Employers can select from three tiers of health insurance based on price and coverage. Once a tier is selected, employees can then access SHOP and select their own individual plan based on the tier the employer selected.

2. Private health insurance marketplace

You can also find health insurance through private health insurance marketplaces. The quality and availability of plans vary based on your location, but we recommend exploring these as well in order to choose the best option for your employees. Here are the top four biggest private exchanges:

  • Aon
  • Mercer
  • Via Benefits
  • Right Opt

Like SHOP, companies can choose the plans that are available to employees and how much the employee must pay for the plan. Employees then select the individual plan they want, and the employer receives a single comprehensive bill for every employee. The marketplace typically provides administrative support services, like call centers and online support.

3. Use a health insurance broker or agent

If you don't have time to manually compare plans side by side, you should consider hiring a health insurance broker.

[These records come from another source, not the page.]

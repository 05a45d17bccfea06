//! Target-size search configuration.
//!
//! Defaults are sourced from `crate::constants`.

use serde::{Deserialize, Serialize};

use crate::constants::{
    DEFAULT_TARGET_INITIAL_QUALITY, DEFAULT_TARGET_MAX_ITERATIONS, DEFAULT_TARGET_MAX_QUALITY,
    DEFAULT_TARGET_MIN_QUALITY, DEFAULT_TARGET_RELAXED_TOLERANCE, DEFAULT_TARGET_TOLERANCE,
};

fn default_initial_quality() -> u8 {
    DEFAULT_TARGET_INITIAL_QUALITY
}

fn default_min_quality() -> u8 {
    DEFAULT_TARGET_MIN_QUALITY
}

fn default_max_quality() -> u8 {
    DEFAULT_TARGET_MAX_QUALITY
}

fn default_max_iterations() -> u32 {
    DEFAULT_TARGET_MAX_ITERATIONS
}

fn default_tolerance() -> f64 {
    DEFAULT_TARGET_TOLERANCE
}

fn default_relaxed_tolerance() -> f64 {
    DEFAULT_TARGET_RELAXED_TOLERANCE
}

/// Target-size search configuration (YAML format)
#[derive(Debug, Clone, PartialEq, Serialize, Deserialize)]
pub struct TargetSizeConfig {
    /// Quality of the first attempt
    #[serde(default = "default_initial_quality")]
    pub initial_quality: u8,
    #[serde(default = "default_min_quality")]
    pub min_quality: u8,
    #[serde(default = "default_max_quality")]
    pub max_quality: u8,
    /// Encode attempts before giving up with a best-effort result
    #[serde(default = "default_max_iterations")]
    pub max_iterations: u32,
    /// Relative error accepted on any attempt
    #[serde(default = "default_tolerance")]
    pub tolerance: f64,
    /// Relative error accepted from the second attempt on
    #[serde(default = "default_relaxed_tolerance")]
    pub relaxed_tolerance: f64,
}

impl Default for TargetSizeConfig {
    fn default() -> Self {
        Self {
            initial_quality: default_initial_quality(),
            min_quality: default_min_quality(),
            max_quality: default_max_quality(),
            max_iterations: default_max_iterations(),
            tolerance: default_tolerance(),
            relaxed_tolerance: default_relaxed_tolerance(),
        }
    }
}

impl TargetSizeConfig {
    pub fn validate(&self) -> Result<(), String> {
        if self.min_quality > self.max_quality {
            return Err(format!(
                "target_size.min_quality ({}) must not exceed max_quality ({})",
                self.min_quality, self.max_quality
            ));
        }
        if self.max_quality > 100 {
            return Err("target_size.max_quality must be at most 100".to_string());
        }
        if self.max_iterations == 0 {
            return Err("target_size.max_iterations must be at least 1".to_string());
        }
        if !(self.tolerance > 0.0 && self.tolerance < 1.0) {
            return Err("target_size.tolerance must be between 0 and 1".to_string());
        }
        if self.relaxed_tolerance < self.tolerance || self.relaxed_tolerance >= 1.0 {
            return Err(
                "target_size.relaxed_tolerance must be at least tolerance and below 1".to_string(),
            );
        }
        Ok(())
    }
}
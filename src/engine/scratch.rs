//! Call-scoped scratch files
//!
//! Each engine call gets its own uniquely named directory. Every intermediate
//! artifact is a [`ScratchFile`] inside it, deleted on drop unless it is
//! promoted to its final destination. Dropping the [`ScratchSpace`] removes
//! the directory and anything left in it, so no exit path leaks files.

use std::fs;
use std::io::Write;
use std::path::{Path, PathBuf};

use tempfile::{Builder, NamedTempFile, TempDir};

use crate::error::CompressionError;

const SCRATCH_PREFIX: &str = "pixelsqueeze-";

/// Uniquely named directory owned by one engine call
#[derive(Debug)]
pub struct ScratchSpace {
    dir: TempDir,
}

impl ScratchSpace {
    /// Create the directory under `root`, or the system temp dir
    pub fn new(root: Option<&Path>) -> Result<Self, CompressionError> {
        let mut builder = Builder::new();
        builder.prefix(SCRATCH_PREFIX);
        let dir = match root {
            Some(root) => {
                fs::create_dir_all(root)?;
                builder.tempdir_in(root)?
            }
            None => builder.tempdir()?,
        };
        Ok(Self { dir })
    }

    pub fn path(&self) -> &Path {
        self.dir.path()
    }

    /// New empty file named `<label>*.<extension>` inside the space
    pub fn file(&self, label: &str, extension: &str) -> Result<ScratchFile, CompressionError> {
        let suffix = format!(".{}", extension);
        let file = Builder::new()
            .prefix(label)
            .suffix(&suffix)
            .tempfile_in(self.dir.path())?;
        Ok(ScratchFile { file })
    }

    /// Remove the directory now, reporting failures instead of ignoring them
    pub fn close(self) -> Result<(), CompressionError> {
        self.dir.close().map_err(CompressionError::from)
    }
}

/// Intermediate file, deleted exactly once on drop unless promoted
#[derive(Debug)]
pub struct ScratchFile {
    file: NamedTempFile,
}

impl ScratchFile {
    pub fn path(&self) -> &Path {
        self.file.path()
    }

    /// Open handle for collaborators that write into the file directly
    pub fn handle(&self) -> Result<fs::File, CompressionError> {
        Ok(self.file.as_file().try_clone()?)
    }

    pub fn write_all(&mut self, data: &[u8]) -> Result<(), CompressionError> {
        self.file.write_all(data)?;
        self.file.flush()?;
        Ok(())
    }

    /// Current size on disk
    pub fn len(&self) -> Result<u64, CompressionError> {
        Ok(fs::metadata(self.file.path())?.len())
    }

    pub fn is_empty(&self) -> Result<bool, CompressionError> {
        Ok(self.len()? == 0)
    }

    pub fn read(&self) -> Result<Vec<u8>, CompressionError> {
        Ok(fs::read(self.file.path())?)
    }

    /// Move the file to `dest`, returning the final path
    ///
    /// Uses an atomic rename; across filesystems it falls back to a copy and
    /// the scratch copy is still deleted.
    pub fn promote(self, dest: &Path) -> Result<PathBuf, CompressionError> {
        if let Some(parent) = dest.parent().filter(|p| !p.as_os_str().is_empty()) {
            fs::create_dir_all(parent)?;
        }

        match self.file.persist(dest) {
            Ok(_) => Ok(dest.to_path_buf()),
            Err(err) => {
                tracing::debug!(
                    dest = %dest.display(),
                    error = %err.error,
                    "Rename failed, copying scratch file instead"
                );
                let leftover = err.file;
                fs::copy(leftover.path(), dest)?;
                Ok(dest.to_path_buf())
            }
        }
    }
}
impl Engine {
    /// Engine using the configured subprocess RAW decoder
    pub fn new(config: EngineConfig) -> Self {
        let decoder = DcrawDecoder::from_config(&config.raw);
        Self::with_raw_decoder(config, Arc::new(decoder))
    }

    pub fn with_raw_decoder(config: EngineConfig, raw_decoder: Arc<dyn RawDecoder>) -> Self {
        Self {
            config: Arc::new(config),
            raw_decoder,
        }
    }

    pub fn config(&self) -> &EngineConfig {
        &self.config
    }

    pub fn timeout_policy(&self) -> TimeoutPolicy {
        TimeoutPolicy::from_config(&self.config.timeouts)
    }

    /// New request carrying the configured default quality
    pub fn request(&self, source: impl Into<Source>, format: OutputFormat) -> CompressionRequest {
        CompressionRequest::new(source, format).with_quality(self.config.default_quality)
    }

    /// Single-shot encode of a raster source at the request's quality
    pub fn encode(
        &self,
        request: &CompressionRequest,
        deadline: &Deadline,
    ) -> Result<CompressionResult, CompressionError> {
        request.validate()?;
        deadline.check()?;

        let data = request.source.read()?;
        ensure_raster(request, &data)?;
        let prepared = prepare(&data, &prepare_options(request))?;
        deadline.check()?;

        let scratch = self.scratch()?;
        let encoded = self.encode_once(&prepared, request, request.quality, &scratch, deadline)?;
        Ok(self.finish(request, encoded, data.len() as u64, None))
    }

    /// Search for the quality whose output lands near `target_bytes`
    ///
    /// Never fails for lack of convergence: the last attempt comes back with
    /// `converged == Some(false)`.
    pub fn encode_to_target_size(
        &self,
        request: &CompressionRequest,
        target_bytes: u64,
        bounds: QualityBounds,
        deadline: &Deadline,
    ) -> Result<CompressionResult, CompressionError> {
        request.validate()?;
        deadline.check()?;

        let data = request.source.read()?;
        ensure_raster(request, &data)?;
        let prepared = prepare(&data, &prepare_options(request))?;

        let scratch = self.scratch()?;
        let encoded =
            self.encode_searching(&prepared, request, target_bytes, bounds, &scratch, deadline)?;
        Ok(self.finish(request, encoded, data.len() as u64, None))
    }

    /// Decode a RAW file to a baseline and re-encode it
    ///
    /// Quality defaults to the configured default and is kept inside the RAW
    /// quality window.
    pub fn encode_raw(
        &self,
        source: &Path,
        format: OutputFormat,
        quality: Option<u8>,
        deadline: &Deadline,
    ) -> Result<CompressionResult, CompressionError> {
        let request = CompressionRequest::new(source.to_path_buf(), format)
            .with_quality(quality.unwrap_or(self.config.default_quality));
        self.encode_raw_request(&request, deadline)
    }

    /// Route a request to the RAW, target-size or single-shot path
    pub fn compress(
        &self,
        request: &CompressionRequest,
        deadline: &Deadline,
    ) -> Result<CompressionResult, CompressionError> {
        request.validate()?;

        let result = if is_raw_source(&request.source) {
            self.encode_raw_request(request, deadline)
        } else if let Some(target) = request.target_size {
            self.encode_to_target_size(request, target, self.config.target_bounds(), deadline)
        } else {
            self.encode(request, deadline)
        };

        match &result {
            Ok(done) => tracing::info!(
                source = %request.source.describe(),
                format = %done.format,
                original_size = done.original_size,
                final_size = done.final_size,
                quality = done.quality_used,
                saved_pct = done.percentage_saved(),
                "Compression finished"
            ),
            Err(e) => tracing::warn!(
                source = %request.source.describe(),
                format = %request.format,
                error = %e,
                "Compression failed"
            ),
        }
        result
    }

    /// Compress many requests in parallel under one shared deadline
    ///
    /// Results come back in input order; one failure does not stop the rest.
    pub fn compress_batch(
        &self,
        requests: &[CompressionRequest],
        deadline: &Deadline,
    ) -> Vec<Result<CompressionResult, CompressionError>> {
        let results: Vec<_> = requests
            .par_iter()
            .map(|request| self.compress(request, deadline))
            .collect();

        let failed = results.iter().filter(|r| r.is_err()).count();
        tracing::info!(
            total = results.len(),
            failed = failed,
            "Batch finished"
        );
        results
    }

    /// [`Engine::compress`] on the blocking pool, bounded by `deadline`
    ///
    /// On timeout the caller gets `EncodeTimeout` right away; the abandoned
    /// work stops at its next deadline check and cleans up its scratch files.
    pub async fn compress_guarded(
        &self,
        request: CompressionRequest,
        deadline: Deadline,
    ) -> Result<CompressionResult, CompressionError> {
        let engine = self.clone();
        run_guarded(deadline, move |deadline| engine.compress(&request, &deadline)).await
    }

    /// [`Engine::compress_batch`] on the blocking pool, bounded by `deadline`
    pub async fn compress_batch_guarded(
        &self,
        requests: Vec<CompressionRequest>,
        deadline: Deadline,
    ) -> Result<Vec<Result<CompressionResult, CompressionError>>, CompressionError> {
        let engine = self.clone();
        run_guarded(deadline, move |deadline| {
            Ok(engine.compress_batch(&requests, &deadline))
        })
        .await
    }

    /// PSNR/SSIM/score/grade of `compressed` against `original`
    pub fn assess_quality(
        &self,
        original: &DynamicImage,
        compressed: &DynamicImage,
    ) -> Result<QualityMetrics, CompressionError> {
        quality::assess_quality(original, compressed)
    }

    /// Optional assessment on encoded bytes; failures are logged, not raised
    pub fn try_assess(&self, original: &[u8], compressed: &[u8]) -> Option<QualityMetrics> {
        match quality::assess_quality_bytes(original, compressed) {
            Ok(metrics) => Some(metrics),
            Err(e) => {
                tracing::warn!(error = %e, "Quality assessment skipped");
                None
            }
        }
    }

    fn scratch(&self) -> Result<ScratchSpace, CompressionError> {
        ScratchSpace::new(self.config.scratch_dir.as_deref())
    }

    fn strategy(&self, request: &CompressionRequest, quality: u8) -> EncodeStrategy {
        select_strategy(StrategyInput {
            format: request.format,
            variant: request.variant,
            quality,
            resize_quality: request
                .resize
                .map(|r| r.quality)
                .unwrap_or_default(),
            web_optimize: request.web_optimize,
        })
    }

    fn encode_once(
        &self,
        prepared: &PreparedImage,
        request: &CompressionRequest,
        quality: u8,
        scratch: &ScratchSpace,
        deadline: &Deadline,
    ) -> Result<Encoded, CompressionError> {
        let strategy = self.strategy(request, quality);
        let encoded = run_encoder(prepared, &strategy)?;
        let quality = encoded.quality;
        let delivered = deliver_bytes(encoded, request.output.as_deref(), scratch, deadline)?;

        Ok(Encoded {
            delivered,
            quality,
            width: prepared.width,
            height: prepared.height,
            iterations: None,
            converged: None,
        })
    }

    fn encode_searching(
        &self,
        prepared: &PreparedImage,
        request: &CompressionRequest,
        target_bytes: u64,
        bounds: QualityBounds,
        scratch: &ScratchSpace,
        deadline: &Deadline,
    ) -> Result<Encoded, CompressionError> {
        let mut policy = TargetSizePolicy::from_config(&self.config.target_size).with_bounds(bounds);
        if !request.format.is_lossy() || request.variant == CompressionVariant::Lossless {
            // Quality does not change the size of lossless encodes
            tracing::debug!(
                format = %request.format,
                variant = request.variant.as_str(),
                "Lossless encode, single target-size attempt"
            );
            policy = policy.with_max_iterations(1);
        }

        let outcome = target::search(target_bytes, &policy, deadline, |quality| {
            let strategy = self.strategy(request, quality);
            let encoded = run_encoder(prepared, &strategy)?;
            let mut file = scratch.file("attempt-", request.format.extension())?;
            file.write_all(&encoded.data)?;
            let size = file.len()?;
            Ok(((file, encoded.quality), size))
        })?;

        let (file, quality) = outcome.artifact;
        let delivered = deliver_file(file, request.output.as_deref(), deadline)?;

        Ok(Encoded {
            delivered,
            quality,
            width: prepared.width,
            height: prepared.height,
            iterations: Some(outcome.iterations),
            converged: Some(outcome.converged),
        })
    }

    fn encode_raw_request(
        &self,
        request: &CompressionRequest,
        deadline: &Deadline,
    ) -> Result<CompressionResult, CompressionError> {
        request.validate()?;
        let source = request.source.path().ok_or_else(|| {
            CompressionError::invalid_param("source", "RAW input must be a file path")
        })?;
        let original_size = std::fs::metadata(source)?.len();

        let scratch = self.scratch()?;
        let bounds = self.config.raw_bounds();
        let pipeline = RawPipeline::new(self.raw_decoder.as_ref(), bounds);
        let quality = pipeline.resolve_quality(request.quality);

        let raw = pipeline.run(source, &scratch, deadline, |baseline| {
            let data = baseline.read()?;
            let prepared = prepare(&data, &prepare_options(request))?;
            deadline.check()?;
            match request.target_size {
                Some(target) => {
                    self.encode_searching(&prepared, request, target, bounds, &scratch, deadline)
                }
                None => self.encode_once(&prepared, request, quality, &scratch, deadline),
            }
        })?;

        let result = self.finish(request, raw.output, original_size, Some(raw.baseline_size));
        if result.exceeds_baseline() {
            tracing::warn!(
                source = %source.display(),
                baseline_size = raw.baseline_size,
                final_size = result.final_size,
                "RAW output is larger than its uncompressed baseline"
            );
        }
        Ok(result)
    }

    fn finish(
        &self,
        request: &CompressionRequest,
        encoded: Encoded,
        original_size: u64,
        baseline_size: Option<u64>,
    ) -> CompressionResult {
        CompressionResult {
            data: encoded.delivered.data,
            output: encoded.delivered.output,
            format: request.format,
            content_type: request.format.content_type(),
            original_size,
            final_size: encoded.delivered.size,
            quality_used: encoded.quality,
            width: encoded.width,
            height: encoded.height,
            iterations: encoded.iterations,
            converged: encoded.converged,
            baseline_size,
        }
    }
}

You can find a trusted broker through colleagues or SHOP. A good broker should be able to clearly break down more challenging aspects of picking a health insurance plan, such as the value of different networks or the quality of various providers.

4. Professional employer organization (PEO)

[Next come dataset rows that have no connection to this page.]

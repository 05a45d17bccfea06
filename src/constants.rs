// Constants module - centralized default values for the compression engine
//
// Every tunable the engine exposes through configuration starts from one of
// these values. Keeping them here avoids magic numbers scattered through the
// codec, convergence and RAW modules.

// =============================================================================
// Quality defaults
// =============================================================================

/// Lowest quality any request may use
pub const MIN_QUALITY: u8 = 10;

/// Highest quality any request may use
pub const MAX_QUALITY: u8 = 100;

/// Quality used when a request does not specify one
pub const DEFAULT_QUALITY: u8 = 80;

/// Quality reduction applied to JPEG by the aggressive variant
pub const AGGRESSIVE_JPEG_QUALITY_DROP: u8 = 10;

/// Quality reduction applied to WebP and AVIF by the aggressive variant
pub const AGGRESSIVE_MODERN_QUALITY_DROP: u8 = 5;

// =============================================================================
// Target-size search defaults
// =============================================================================

/// Quality of the first target-size attempt
pub const DEFAULT_TARGET_INITIAL_QUALITY: u8 = 75;

/// Quality floor for the target-size search
pub const DEFAULT_TARGET_MIN_QUALITY: u8 = 10;

/// Quality ceiling for the target-size search
pub const DEFAULT_TARGET_MAX_QUALITY: u8 = 95;

/// Maximum number of encode attempts per target-size search
pub const DEFAULT_TARGET_MAX_ITERATIONS: u32 = 4;

/// Relative size error accepted on any attempt
pub const DEFAULT_TARGET_TOLERANCE: f64 = 0.10;

/// Relative size error accepted from the second attempt on
pub const DEFAULT_TARGET_RELAXED_TOLERANCE: f64 = 0.15;

/// Largest multiplicative quality step when the output is too large
pub const TARGET_SHRINK_FACTOR_CAP: f64 = 0.9;

/// Largest multiplicative quality step when the output is too small
pub const TARGET_GROW_FACTOR_CAP: f64 = 1.1;

// =============================================================================
// RAW defaults
// =============================================================================

/// External program that decodes camera RAW files
pub const DEFAULT_RAW_DECODER: &str = "dcraw";

/// Lowest quality used when re-encoding a RAW baseline
pub const DEFAULT_RAW_MIN_QUALITY: u8 = 75;

/// Highest quality used when re-encoding a RAW baseline
pub const DEFAULT_RAW_MAX_QUALITY: u8 = 95;

// =============================================================================
// Timeout defaults (caller policy)
// =============================================================================

/// Default deadline for a plain encode in seconds
pub const DEFAULT_ENCODE_TIMEOUT_SECS: u64 = 120;

/// Default deadline for a RAW pipeline job in seconds
pub const DEFAULT_RAW_TIMEOUT_SECS: u64 = 300;

/// Default deadline for a multi-file batch in seconds
pub const DEFAULT_BATCH_TIMEOUT_SECS: u64 = 600;

// =============================================================================
// Quality metrics
// =============================================================================

/// PSNR reported for byte-identical images
pub const PSNR_CAP: f64 = 100.0;

/// PSNR mapped to a normalized score of 0
pub const PSNR_FLOOR_DB: f64 = 20.0;

/// PSNR mapped to a normalized score of 100
pub const PSNR_CEILING_DB: f64 = 50.0;

/// Largest SSIM window edge in pixels
pub const SSIM_MAX_WINDOW: u32 = 8;

/// Weight of normalized PSNR in the composite score
pub const SCORE_PSNR_WEIGHT: f64 = 0.6;

/// Weight of SSIM in the composite score
pub const SCORE_SSIM_WEIGHT: f64 = 0.4;

// =============================================================================
// Logging defaults
// =============================================================================

/// Log level used when RUST_LOG is not set
pub const DEFAULT_LOG_LEVEL: &str = "info";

PEOs are a way of outsourcing your HR admin tasks to another company. They can be great for small businesses and startups because they handle insurance enrollment and claims paperwork. Professional employer organizations like Justworks provide health insurance benefits at the same or cheaper rates than traditional health insurance providers charge.

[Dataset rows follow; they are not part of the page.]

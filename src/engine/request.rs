//! Compression request and result types

use serde::Serialize;
use std::borrow::Cow;
use std::path::{Path, PathBuf};

use crate::codec::{clamp_quality, CompressionVariant, OutputFormat, ResizeSpec};
use crate::constants::DEFAULT_QUALITY;
use crate::error::CompressionError;

/// Where the source image comes from
#[derive(Debug, Clone)]
pub enum Source {
    Path(PathBuf),
    Bytes(Vec<u8>),
}

impl Source {
    /// Source bytes, borrowed when already in memory
    pub fn read(&self) -> Result<Cow<'_, [u8]>, CompressionError> {
        match self {
            Source::Path(path) => Ok(Cow::Owned(std::fs::read(path)?)),
            Source::Bytes(bytes) => Ok(Cow::Borrowed(bytes)),
        }
    }

    pub fn path(&self) -> Option<&Path> {
        match self {
            Source::Path(path) => Some(path),
            Source::Bytes(_) => None,
        }
    }

    /// Human-readable label for logs
    pub fn describe(&self) -> String {
        match self {
            Source::Path(path) => path.display().to_string(),
            Source::Bytes(bytes) => format!("<{} bytes in memory>", bytes.len()),
        }
    }
}

impl From<PathBuf> for Source {
    fn from(path: PathBuf) -> Self {
        Source::Path(path)
    }
}

impl From<Vec<u8>> for Source {
    fn from(bytes: Vec<u8>) -> Self {
        Source::Bytes(bytes)
    }
}

/// One compression job
#[derive(Debug, Clone)]
pub struct CompressionRequest {
    pub source: Source,
    /// Always within [10, 100]
    pub quality: u8,
    pub format: OutputFormat,
    pub variant: CompressionVariant,
    /// Desired output size in bytes; switches on the target-size search
    pub target_size: Option<u64>,
    pub resize: Option<ResizeSpec>,
    pub web_optimize: bool,
    /// Final location of the encoded file; bytes are returned when absent
    pub output: Option<PathBuf>,
}

impl CompressionRequest {
    pub fn new(source: impl Into<Source>, format: OutputFormat) -> Self {
        Self {
            source: source.into(),
            quality: DEFAULT_QUALITY,
            format,
            variant: CompressionVariant::Standard,
            target_size: None,
            resize: None,
            web_optimize: false,
            output: None,
        }
    }

    pub fn with_quality(mut self, quality: u8) -> Self {
        self.quality = clamp_quality(quality);
        self
    }

    pub fn with_variant(mut self, variant: CompressionVariant) -> Self {
        self.variant = variant;
        self
    }

    pub fn with_target_size(mut self, bytes: u64) -> Self {
        self.target_size = Some(bytes);
        self
    }

    pub fn with_resize(mut self, resize: ResizeSpec) -> Self {
        self.resize = Some(resize);
        self
    }

    pub fn with_web_optimize(mut self, enabled: bool) -> Self {
        self.web_optimize = enabled;
        self
    }

    pub fn with_output(mut self, path: impl Into<PathBuf>) -> Self {
        self.output = Some(path.into());
        self
    }

    /// Check invariants that builders cannot enforce on public fields
    pub fn validate(&self) -> Result<(), CompressionError> {
        if self.target_size == Some(0) {
            return Err(CompressionError::invalid_param(
                "target_size",
                "must be a positive number of bytes",
            ));
        }
        if let Some(resize) = self.resize {
            if resize.width == Some(0) || resize.height == Some(0) {
                return Err(CompressionError::invalid_param(
                    "resize",
                    "width and height must be positive",
                ));
            }
        }
        Ok(())
    }
}

/// Outcome of one compression job
#[derive(Debug, Clone, Serialize)]
pub struct CompressionResult {
    /// Encoded bytes, `None` when the output was written to `output`
    #[serde(skip)]
    pub data: Option<Vec<u8>>,
    pub output: Option<PathBuf>,
    pub format: OutputFormat,
    pub content_type: &'static str,
    /// Size of the source as given (the RAW file for RAW inputs)
    pub original_size: u64,
    pub final_size: u64,
    /// May differ from the request when a variant or search adjusted it
    pub quality_used: u8,
    pub width: u32,
    pub height: u32,
    /// Present only in target-size mode
    #[serde(skip_serializing_if = "Option::is_none")]
    pub iterations: Option<u32>,
    /// Present only in target-size mode; `false` means best effort
    #[serde(skip_serializing_if = "Option::is_none")]
    pub converged: Option<bool>,
    /// Uncompressed intermediate size, RAW inputs only
    #[serde(skip_serializing_if = "Option::is_none")]
    pub baseline_size: Option<u64>,
}

impl CompressionResult {
    /// Denominator for ratio reporting: the baseline for RAW, else the source
    pub fn reference_size(&self) -> u64 {
        self.baseline_size.unwrap_or(self.original_size)
    }

    /// Final size over reference size
    pub fn compression_ratio(&self) -> f64 {
        let reference = self.reference_size();
        if reference == 0 {
            0.0
        } else {
            self.final_size as f64 / reference as f64
        }
    }

    /// Percentage saved against the reference size (negative if it grew)
    pub fn percentage_saved(&self) -> f64 {
        let reference = self.reference_size();
        if reference == 0 {
            0.0
        } else {
            (reference as f64 - self.final_size as f64) / reference as f64 * 100.0
        }
    }

    /// RAW output larger than its baseline: a poor-input signal, not an error
    pub fn exceeds_baseline(&self) -> bool {
        self.baseline_size
            .map(|baseline| self.final_size > baseline)
            .unwrap_or(false)
    }
}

5. marketplace if you're self-employed

If you're self-employed, consider the Affordable Care Act (ACA) Health Insurance Marketplace, also called Obamacare.

The benefit of the Health Insurance Marketplace is that when you apply, you can see which tax credits and plans you qualify for, and if you can get a subsidy to reduce your costs.

Common terms to know when shopping for employee health insurance

Buying health insurance for employees isn't easy. Understanding these common terms can help you navigate the process.

  • Premium: The monthly cost for a health insurance plan that is often split between the employer and employee. This doesn't include copays or deductibles.
  • Deductible: The amount of money that an enrollee must spend on health care before the plan's full benefits kick in. The average annual deductible for employees is $1,763 for single coverage. The deductible resets every calendar year.
  • Copay: Copayments and coinsurance are an enrollee's share of medical costs when they receive treatment. For example, an enrollee could have a $20 copay for a $100 X-ray bill. In many cases, these lower rates are only available after the deductible has been met.
  • Out-of-pocket maximum: This is the limit on how much the policyholder spends on medical care in a year. So even if they need very expensive medical care, they wouldn't pay more than the plan's out-of-pocket maximum.
  • Primary care physician (PCP): Some health insurance plans require enrollees to choose a main doctor from whom they need a referral before seeing a specialist for a health concern.
  • Network: This is the list of doctors and hospitals that are affiliated with your health insurance plan. Depending on the plan, enrollees may only have coverage if they use these medical providers, or it may be cheaper if the provider is in-network.

Frequently asked questions

Is employee health insurance tax-deductible?

Yes, companies can deduct 100% of what they pay to provide health insurance to employees.

What are the rules for offering health insurance to employees?

Companies with more than 50 full-time employees (or the equivalent number of part-time employees) must provide health insurance coverage. The policy must provide "minimum value" coverage, meaning it pays for at least 60% of health costs for an average person.

How much does employee health insurance cost?

Employee health insurance costs an average of $659 per month for an individual. This cost is split between the employee and the company. The company typically pays 83% of the cost, or $549 per month.